Mark Cuban said in a statement to The Block that it would get harder for miners to get paid post halving. The Dallas Mavericks owner said there is an option for miners to make up for lost revenue – and that is in AI. According to the Shark Tank host:
The truly interesting question related to halving is the GPU market. Miners need more power. There is unprecedented demand from AI for those GPUs. Will that distort the economics of mining? Not just from the perspective of cost, but could it be a better business to use those GPUs to train models?
Are Bitcoin Miners Able to Pivot?
While ASIC machines used by Bitcoin miners are not suitable for AI computing, many are considering a pivot to other technologies. As Nic Carter of Castle Island Ventures comments:
If you’re a bitcoin miner, your machines can’t be repurposed. You have to buy net new machines in order to do it and the data center requirements are different for AI versus bitcoin mining.
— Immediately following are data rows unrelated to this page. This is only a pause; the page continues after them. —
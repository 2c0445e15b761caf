//! Newtype identifiers for catalogue entries.
//!
//! Catalogue endpoints hand out ids as numbers or strings; both normalise to
//! the string form so a `ProductId` from the static catalogue and one decoded
//! from JSON compare equal.

use serde::{Deserialize, Serialize};
use std::fmt;

/// Macro to generate string newtypes.
macro_rules! define_id {
    ($(#[$meta:meta])* $name:ident) => {
        $(#[$meta])*
        #[derive(Debug, Clone, PartialEq, Eq, Hash, PartialOrd, Ord, Serialize, Deserialize)]
        #[serde(transparent)]
        pub struct $name(String);

        impl $name {
            /// Create a new value from a string.
            pub fn new(id: impl Into<String>) -> Self {
                Self(id.into())
            }

            /// Get the value as a string slice.
            pub fn as_str(&self) -> &str {
                &self.0
            }

            /// Consume and return the inner string.
            pub fn into_inner(self) -> String {
                self.0
            }
        }

        impl fmt::Display for $name {
            fn fmt(&self, f: &mut fmt::Formatter<'_>) -> fmt::Result {
                write!(f, "{}", self.0)
            }
        }

        impl From<String> for $name {
            fn from(s: String) -> Self {
                Self(s)
            }
        }

        impl From<&str> for $name {
            fn from(s: &str) -> Self {
                Self(s.to_string())
            }
        }

        impl AsRef<str> for $name {
            fn as_ref(&self) -> &str {
                &self.0
            }
        }
    };
}

define_id!(
    /// Stable, unique product identifier.
    ProductId
);

define_id!(
    /// Product category slug (e.g. `drones`).
    Category
);

impl From<u64> for ProductId {
    fn from(n: u64) -> Self {
        Self(n.to_string())
    }
}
CNBC reports in the past year, there’s been a significant increase in the demand for AI compute and infrastructure capable of handling the substantial workloads needed for new machine learning applications.
According to a report by CoinShares, more miners are expected to transition towards AI in energy-secure locations due to the potential for increased revenue.
This trend suggests that bitcoin mining may increasingly move to stranded energy sites while investment in AI grows at more stable locations.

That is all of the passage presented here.